One partnership that explains Schramm's thinking is the deployment of commercial loan operations systems provided by financial tech provider nCino. Building that same system at Fifth Third would have taken five times longer and probably cost twice as much, estimates Schramm. In technologies in which the bank doesn't need to differentiate itself from rivals, and parity is good enough, he says, "I'm okay being with a partner."
Other vendors Schramm has tapped in recent years include Workday’s human resources software and generative artificial intelligence offerings from Microsoft, including the 365 and GitHub Copilots.
“We adapt ourselves to take the best of what those platforms have to offer,” says Schramm, who has a rule that Fifth Third customizes no more than 5% of any third-party platform. Every 10 weeks, the business and IT teams meet to align on their software development strategies.
When assessing software from vendors, Schramm coordinates closely with top executives at Fifth Third, including CEO Tim Spence and CFO Bryan Preston, to understand where they think technology is evolving and what can best suit what Fifth Third wants to address.
Fifth Third has no firm rule for how many vendors the company will work with and in some cases will seek shorter term relationships for technology that can be swapped out if better technology comes along. For core systems like what nCino offers, expectations tend to be higher. “We’re assuming we’re with them for decades,” says Schramm. “And so we choose those very carefully.”

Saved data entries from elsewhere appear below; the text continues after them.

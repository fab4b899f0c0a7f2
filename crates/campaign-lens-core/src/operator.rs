// crates/campaign-lens-core/src/operator.rs
// ============================================================================
// Module: Operator Channel
// Description: Operator-visible credential lifecycle events.
// Purpose: Surface authorization URLs and issued refresh tokens for capture.
// Dependencies: serde, serde_json
// ============================================================================

//! ## Overview
//! A running process cannot persist values into its own future environment.
//! Credential values that must survive restarts are therefore surfaced to the
//! operator as `credential_event` JSON lines; capturing them into durable
//! configuration is an operator action. Access tokens are never emitted.

// ============================================================================
// SECTION: Imports
// ============================================================================

use std::io::Write;

use serde::Serialize;

// ============================================================================
// SECTION: Types
// ============================================================================

/// Credential event classification.
#[derive(Debug, Clone, Copy, PartialEq, Eq, Serialize)]
#[serde(rename_all = "snake_case")]
pub enum CredentialEventKind {
    /// Bootstrap needs an authorization code; the URL to visit is attached.
    AuthorizationRequired,
    /// The authorization code was exchanged for an initial credential.
    BootstrapCompleted,
    /// The access token was refreshed.
    Refreshed,
    /// A refresh exchange failed.
    RefreshFailed,
    /// A refresh token is available for capture into configuration.
    RefreshTokenIssued,
    /// The durable credential file could not be read or written.
    StoreFailed,
    /// Startup initialization failed; the next tool call retries.
    InitializationFailed,
}

/// Credential lifecycle event payload.
#[derive(Debug, Clone, Serialize)]
pub struct CredentialEvent {
    /// Event identifier.
    pub event: &'static str,
    /// Event timestamp (milliseconds since epoch).
    pub timestamp_ms: i64,
    /// Event classification.
    pub kind: CredentialEventKind,
    /// Human-readable detail.
    pub message: String,
    /// Authorization URL for the operator to visit.
    #[serde(skip_serializing_if = "Option::is_none")]
    pub authorization_url: Option<String>,
    /// Refresh token for capture into durable configuration.
    #[serde(skip_serializing_if = "Option::is_none")]
    pub refresh_token: Option<String>,
    /// Access token expiry (milliseconds since epoch).
    #[serde(skip_serializing_if = "Option::is_none")]
    pub expiry_date: Option<i64>,
}

impl CredentialEvent {
    /// Creates an event with only a message attached.
    #[must_use]
    pub fn new(kind: CredentialEventKind, timestamp_ms: i64, message: impl Into<String>) -> Self {
        Self {
            event: "credential_event",
            timestamp_ms,
            kind,
            message: message.into(),
            authorization_url: None,
            refresh_token: None,
            expiry_date: None,
        }
    }

    /// Attaches the authorization URL.
    #[must_use]
    pub fn with_authorization_url(mut self, url: impl Into<String>) -> Self {
        self.authorization_url = Some(url.into());
        self
    }

    /// Attaches the refresh token for operator capture.
    #[must_use]
    pub fn with_refresh_token(mut self, token: impl Into<String>) -> Self {
        self.refresh_token = Some(token.into());
        self
    }

    /// Attaches the access token expiry.
    #[must_use]
    pub const fn with_expiry(mut self, expiry_date: Option<i64>) -> Self {
        self.expiry_date = expiry_date;
        self
    }
}

// ============================================================================
// SECTION: Trait
// ============================================================================

/// Sink for operator-visible credential events.
pub trait OperatorChannel: Send + Sync {
    /// Record a credential event.
    fn record(&self, event: &CredentialEvent);
}

/// Operator channel that logs JSON lines to stderr.
pub struct StderrOperatorChannel;

impl OperatorChannel for StderrOperatorChannel {
    fn record(&self, event: &CredentialEvent) {
        if let Ok(payload) = serde_json::to_string(event) {
            let _ = writeln!(std::io::stderr(), "{payload}");
        }
    }
}

/// No-op operator channel.
pub struct NoopOperatorChannel;

impl OperatorChannel for NoopOperatorChannel {
    fn record(&self, _event: &CredentialEvent) {}
}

Schramm joined Fifth Third after a 17-year tenure at General Electric, where he focused on digital transformation within the industrial manufacturing sector, including as CIO of the company’s aviation division. He joined the bank in 2018 to modernize Fifth Third's IT from the ground floor.

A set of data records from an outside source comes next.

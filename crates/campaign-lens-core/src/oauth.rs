// crates/campaign-lens-core/src/oauth.rs
// ============================================================================
// Module: OAuth Token Endpoint
// Description: OAuth2 client configuration and token endpoint exchanges.
// Purpose: Build the bootstrap authorization URL and run code/refresh grants.
// Dependencies: async-trait, reqwest, serde, serde_json, thiserror, url
// ============================================================================

//! ## Overview
//! [`OAuthClientConfig`] carries the installed-app OAuth2 client settings for
//! the advertising backend. [`TokenEndpoint`] is the seam the credential
//! manager uses for the two grants it ever performs: the one-time
//! authorization-code exchange and the refresh exchange.
//! [`HttpTokenEndpoint`] sends both as form-encoded POSTs.
//!
//! No timeout is imposed on the exchange; a hung token endpoint hangs the
//! request that triggered it.

// ============================================================================
// SECTION: Imports
// ============================================================================

use async_trait::async_trait;
use reqwest::header::CONTENT_TYPE;
use serde::Deserialize;
use thiserror::Error;
use url::Url;
use url::form_urlencoded;

use crate::credential::TokenGrant;

// ============================================================================
// SECTION: Constants
// ============================================================================

/// Single read-only scope requested during bootstrap.
pub const ADWORDS_SCOPE: &str = "https://www.googleapis.com/auth/adwords";
/// Default authorization endpoint.
pub const DEFAULT_AUTH_URL: &str = "https://accounts.google.com/o/oauth2/v2/auth";
/// Default token endpoint.
pub const DEFAULT_TOKEN_URL: &str = "https://oauth2.googleapis.com/token";
/// Default out-of-band redirect URI for installed applications.
pub const DEFAULT_REDIRECT_URI: &str = "urn:ietf:wg:oauth:2.0:oob";

/// Form content type for token requests.
const FORM_CONTENT_TYPE: &str = "application/x-www-form-urlencoded";

// ============================================================================
// SECTION: Client Configuration
// ============================================================================

/// OAuth2 client settings.
#[derive(Clone, PartialEq, Eq)]
pub struct OAuthClientConfig {
    /// OAuth client identifier.
    pub client_id: Option<String>,
    /// OAuth client secret.
    pub client_secret: Option<String>,
    /// Redirect URI registered for the client.
    pub redirect_uri: String,
    /// Authorization endpoint.
    pub auth_url: String,
    /// Token endpoint.
    pub token_url: String,
}

impl Default for OAuthClientConfig {
    fn default() -> Self {
        Self {
            client_id: None,
            client_secret: None,
            redirect_uri: DEFAULT_REDIRECT_URI.to_string(),
            auth_url: DEFAULT_AUTH_URL.to_string(),
            token_url: DEFAULT_TOKEN_URL.to_string(),
        }
    }
}

impl std::fmt::Debug for OAuthClientConfig {
    fn fmt(&self, f: &mut std::fmt::Formatter<'_>) -> std::fmt::Result {
        f.debug_struct("OAuthClientConfig")
            .field("client_id", &self.client_id)
            .field("client_secret", &self.client_secret.as_ref().map(|_| "<redacted>"))
            .field("redirect_uri", &self.redirect_uri)
            .field("auth_url", &self.auth_url)
            .field("token_url", &self.token_url)
            .finish()
    }
}

impl OAuthClientConfig {
    /// Builds the URL the operator visits to obtain an authorization code.
    ///
    /// # Errors
    ///
    /// Returns [`TokenEndpointError::Unconfigured`] when the client id is
    /// missing or the authorization endpoint is not a valid URL.
    pub fn authorization_url(&self) -> Result<String, TokenEndpointError> {
        let client_id = self.client_id()?;
        let url = Url::parse_with_params(
            &self.auth_url,
            &[
                ("client_id", client_id),
                ("redirect_uri", self.redirect_uri.as_str()),
                ("response_type", "code"),
                ("scope", ADWORDS_SCOPE),
                ("access_type", "offline"),
                ("prompt", "consent"),
            ],
        )
        .map_err(|err| {
            TokenEndpointError::Unconfigured(format!("invalid authorization url: {err}"))
        })?;
        Ok(url.into())
    }

    /// Returns the client id or an unconfigured error.
    fn client_id(&self) -> Result<&str, TokenEndpointError> {
        self.client_id
            .as_deref()
            .filter(|value| !value.trim().is_empty())
            .ok_or_else(|| TokenEndpointError::Unconfigured("oauth client_id is not set".to_string()))
    }

    /// Returns the client secret or an unconfigured error.
    fn client_secret(&self) -> Result<&str, TokenEndpointError> {
        self.client_secret.as_deref().filter(|value| !value.trim().is_empty()).ok_or_else(|| {
            TokenEndpointError::Unconfigured("oauth client_secret is not set".to_string())
        })
    }
}

// ============================================================================
// SECTION: Errors
// ============================================================================

/// Token endpoint failures.
#[derive(Debug, Error, Clone, PartialEq, Eq)]
pub enum TokenEndpointError {
    /// Client settings are missing or invalid.
    #[error("oauth client not configured: {0}")]
    Unconfigured(String),
    /// The HTTP exchange failed before a response was received.
    #[error("token endpoint transport error: {0}")]
    Transport(String),
    /// The endpoint rejected the grant.
    #[error("token endpoint rejected grant ({status}): {error}{}", description_suffix(.description.as_deref()))]
    Rejected {
        /// HTTP status code.
        status: u16,
        /// OAuth error code, or the raw body when not an OAuth error.
        error: String,
        /// Optional OAuth error description.
        description: Option<String>,
    },
    /// The response body could not be decoded.
    #[error("token endpoint response parse error: {0}")]
    Parse(String),
}

/// Formats an optional error description for display.
fn description_suffix(description: Option<&str>) -> String {
    description.map(|text| format!(" ({text})")).unwrap_or_default()
}

// ============================================================================
// SECTION: Endpoint Trait
// ============================================================================

/// OAuth2 token endpoint seam.
#[async_trait]
pub trait TokenEndpoint: Send + Sync {
    /// Exchanges a one-time authorization code for an initial grant.
    ///
    /// # Errors
    ///
    /// Returns [`TokenEndpointError`] when the exchange fails.
    async fn exchange_code(&self, code: &str) -> Result<TokenGrant, TokenEndpointError>;

    /// Exchanges a refresh token for a fresh access token.
    ///
    /// # Errors
    ///
    /// Returns [`TokenEndpointError`] when the exchange fails.
    async fn refresh(&self, refresh_token: &str) -> Result<TokenGrant, TokenEndpointError>;
}

// ============================================================================
// SECTION: HTTP Endpoint
// ============================================================================

/// OAuth error response body.
#[derive(Debug, Deserialize)]
struct TokenErrorBody {
    /// OAuth error code.
    error: String,
    /// Optional human-readable description.
    #[serde(default)]
    error_description: Option<String>,
}

/// Token endpoint reached over HTTP.
#[derive(Debug, Clone)]
pub struct HttpTokenEndpoint {
    /// Client settings.
    config: OAuthClientConfig,
    /// Shared HTTP client.
    client: reqwest::Client,
}

impl HttpTokenEndpoint {
    /// Creates an endpoint for `config`.
    #[must_use]
    pub fn new(config: OAuthClientConfig) -> Self {
        Self {
            config,
            client: reqwest::Client::new(),
        }
    }

    /// Returns the client settings.
    #[must_use]
    pub const fn config(&self) -> &OAuthClientConfig {
        &self.config
    }

    /// Posts a form-encoded grant and decodes the token response.
    async fn post_grant(&self, fields: &[(&str, &str)]) -> Result<TokenGrant, TokenEndpointError> {
        let client_id = self.config.client_id()?;
        let client_secret = self.config.client_secret()?;
        let body = {
            let mut form = form_urlencoded::Serializer::new(String::new());
            form.append_pair("client_id", client_id);
            form.append_pair("client_secret", client_secret);
            for (key, value) in fields {
                form.append_pair(key, value);
            }
            form.finish()
        };

        let response = self
            .client
            .post(&self.config.token_url)
            .header(CONTENT_TYPE, FORM_CONTENT_TYPE)
            .body(body)
            .send()
            .await
            .map_err(|err| TokenEndpointError::Transport(err.to_string()))?;
        let status = response.status();
        let text =
            response.text().await.map_err(|err| TokenEndpointError::Transport(err.to_string()))?;

        if !status.is_success() {
            return Err(match serde_json::from_str::<TokenErrorBody>(&text) {
                Ok(body) => TokenEndpointError::Rejected {
                    status: status.as_u16(),
                    error: body.error,
                    description: body.error_description,
                },
                Err(_) => TokenEndpointError::Rejected {
                    status: status.as_u16(),
                    error: text,
                    description: None,
                },
            });
        }

        serde_json::from_str(&text).map_err(|err| TokenEndpointError::Parse(err.to_string()))
    }
}

#[async_trait]
impl TokenEndpoint for HttpTokenEndpoint {
    async fn exchange_code(&self, code: &str) -> Result<TokenGrant, TokenEndpointError> {
        let redirect_uri = self.config.redirect_uri.clone();
        self.post_grant(&[
            ("grant_type", "authorization_code"),
            ("code", code),
            ("redirect_uri", &redirect_uri),
        ])
        .await
    }

    async fn refresh(&self, refresh_token: &str) -> Result<TokenGrant, TokenEndpointError> {
        self.post_grant(&[("grant_type", "refresh_token"), ("refresh_token", refresh_token)]).await
    }
}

A five-year modernization plan has stretched on a bit longer than expected, complicated in part by the 2019 acquisition of smaller rival MB Financial and then the global pandemic. The early focus for Schramm included investing in new data centers and upgrading mainframe computers, which he described as ”boring hard work—but it’s the stuff you have to do.” With a more solid foundation, along with a cloud partnership with Amazon Web Services, Schramm was able to lean more into his “buy” strategy.
Schramm is seeing some encouraging results, including “measurable” productivity gains that allow fewer employees to attend meetings, with AI systems now sharing notes from those meetings and action items. Microsoft Copilot has been deployed to about 14,000 workers and around 5,000 of them use it daily. Meanwhile, nearly 450 engineers use GitHub Copilot.

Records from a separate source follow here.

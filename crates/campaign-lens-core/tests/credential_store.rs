// crates/campaign-lens-core/tests/credential_store.rs
// ============================================================================
// Module: Credential Store Tests
// Description: File-backed credential persistence and reload.
// Purpose: Validate the durable file shape and restart round-trips.
// Dependencies: campaign-lens-core, tempfile, tokio
// ============================================================================

//! ## Overview
//! Exercises [`FileCredentialStore`] against a temporary directory and checks
//! that a credential written by one manager is picked up by the next.

#![allow(
    clippy::panic,
    clippy::unwrap_used,
    clippy::expect_used,
    clippy::use_debug,
    reason = "Test-only assertions use unwrap/expect for clarity."
)]

use std::sync::Arc;

use async_trait::async_trait;
use campaign_lens_core::Clock;
use campaign_lens_core::Credential;
use campaign_lens_core::CredentialManager;
use campaign_lens_core::CredentialManagerConfig;
use campaign_lens_core::CredentialStore;
use campaign_lens_core::FileCredentialStore;
use campaign_lens_core::NoopOperatorChannel;
use campaign_lens_core::OAuthClientConfig;
use campaign_lens_core::StoreError;
use campaign_lens_core::TokenEndpoint;
use campaign_lens_core::TokenEndpointError;
use campaign_lens_core::TokenGrant;

/// Fixed evaluation instant.
const NOW: i64 = 1_700_000_000_000;

/// Clock pinned to [`NOW`].
struct FixedClock;

impl Clock for FixedClock {
    fn now_millis(&self) -> i64 {
        NOW
    }
}

/// Endpoint that always issues the same refresh grant.
struct StaticEndpoint;

#[async_trait]
impl TokenEndpoint for StaticEndpoint {
    async fn exchange_code(&self, _code: &str) -> Result<TokenGrant, TokenEndpointError> {
        Err(TokenEndpointError::Unconfigured("no bootstrap in this test".to_string()))
    }

    async fn refresh(&self, _refresh_token: &str) -> Result<TokenGrant, TokenEndpointError> {
        Ok(TokenGrant {
            access_token: "fresh-access".to_string(),
            expires_in: Some(3600),
            refresh_token: None,
        })
    }
}

/// Builds a manager over `store` with an optional environment seed.
fn manager(store: Arc<dyn CredentialStore>, seed: Option<Credential>) -> CredentialManager {
    CredentialManager::new(CredentialManagerConfig {
        oauth: OAuthClientConfig::default(),
        token_endpoint: Arc::new(StaticEndpoint),
        store,
        operator: Arc::new(NoopOperatorChannel),
        clock: Arc::new(FixedClock),
        seed,
        authorization_code: None,
    })
}

#[tokio::test]
async fn missing_file_loads_as_none() {
    let dir = tempfile::tempdir().unwrap();
    let store = FileCredentialStore::new(dir.path().join("tokens.json"));
    assert!(store.load().await.unwrap().is_none());
}

#[tokio::test]
async fn save_creates_parent_and_writes_flat_json() {
    let dir = tempfile::tempdir().unwrap();
    let path = dir.path().join("nested").join("tokens.json");
    let store = FileCredentialStore::new(&path);
    let credential = Credential {
        refresh_token: "r1".to_string(),
        access_token: Some("a1".to_string()),
        expiry_date: Some(NOW),
    };
    store.save(&credential).await.unwrap();

    let raw: serde_json::Value =
        serde_json::from_slice(&std::fs::read(&path).unwrap()).unwrap();
    assert_eq!(
        raw,
        serde_json::json!({"refresh_token": "r1", "access_token": "a1", "expiry_date": NOW})
    );
    assert_eq!(store.load().await.unwrap(), Some(credential));
}

#[tokio::test]
async fn corrupt_file_is_a_parse_error() {
    let dir = tempfile::tempdir().unwrap();
    let path = dir.path().join("tokens.json");
    std::fs::write(&path, b"{not json").unwrap();
    let err = FileCredentialStore::new(&path).load().await.unwrap_err();
    assert!(matches!(err, StoreError::Parse(_)));
}

#[tokio::test]
async fn refreshed_credential_survives_restart_through_seed() {
    let dir = tempfile::tempdir().unwrap();
    let store: Arc<dyn CredentialStore> =
        Arc::new(FileCredentialStore::new(dir.path().join("tokens.json")));

    let first = manager(Arc::clone(&store), Some(Credential::from_refresh_token("r1")));
    let written = first.ensure_valid().await.unwrap();
    assert_eq!(written.access_token.as_deref(), Some("fresh-access"));

    let reloaded = store.load().await.unwrap().unwrap();
    assert_eq!(reloaded, written);

    let second = manager(Arc::clone(&store), Some(reloaded.clone()));
    let restored = second.ensure_valid().await.unwrap();
    assert_eq!(restored, reloaded);
}

#[tokio::test]
async fn unreadable_file_falls_through_to_bootstrap() {
    let dir = tempfile::tempdir().unwrap();
    let path = dir.path().join("tokens.json");
    std::fs::write(&path, b"[]").unwrap();
    let manager = manager(Arc::new(FileCredentialStore::new(&path)), None);
    let err = manager.initialize().await.unwrap_err();
    assert!(matches!(err, campaign_lens_core::CredentialError::AuthenticationRequired(_)));
}

#[cfg(unix)]
#[tokio::test]
async fn saved_file_is_owner_only() {
    use std::os::unix::fs::PermissionsExt;

    let dir = tempfile::tempdir().unwrap();
    let path = dir.path().join("tokens.json");
    std::fs::write(dir.path().join("tokens.json.tmp"), "stale").unwrap();
    std::fs::set_permissions(dir.path().join("tokens.json.tmp"), std::fs::Permissions::from_mode(0o644))
        .unwrap();
    let store = FileCredentialStore::new(&path);
    store.save(&Credential::from_refresh_token("r1")).await.unwrap();

    let mode = std::fs::metadata(&path).unwrap().permissions().mode();
    assert_eq!(mode & 0o777, 0o600);
}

Another 100 employees are also testing Microsoft’s M365 Copilot, which integrates with Word, Excel, and other office-focused applications. Humans remain in the loop for all actions that require a decision and Fifth Third hasn’t yet adopted generative AI for use with its external customers.
And while some tech leaders have scoffed at the $30 per-head, per-month cost for many generative AI productivity tools, Schramm says it is important to invest early on AI, especially with large partners like Microsoft. The bank is also frequently talking to AI startups, both in fintech and for narrow applications that could benefit departments like legal, but remains on the sideline until the use cases are more clearly defined.
“We have a strong belief in experimentation,” says Schramm. “We’ve got a motto here to get 1% better every day.”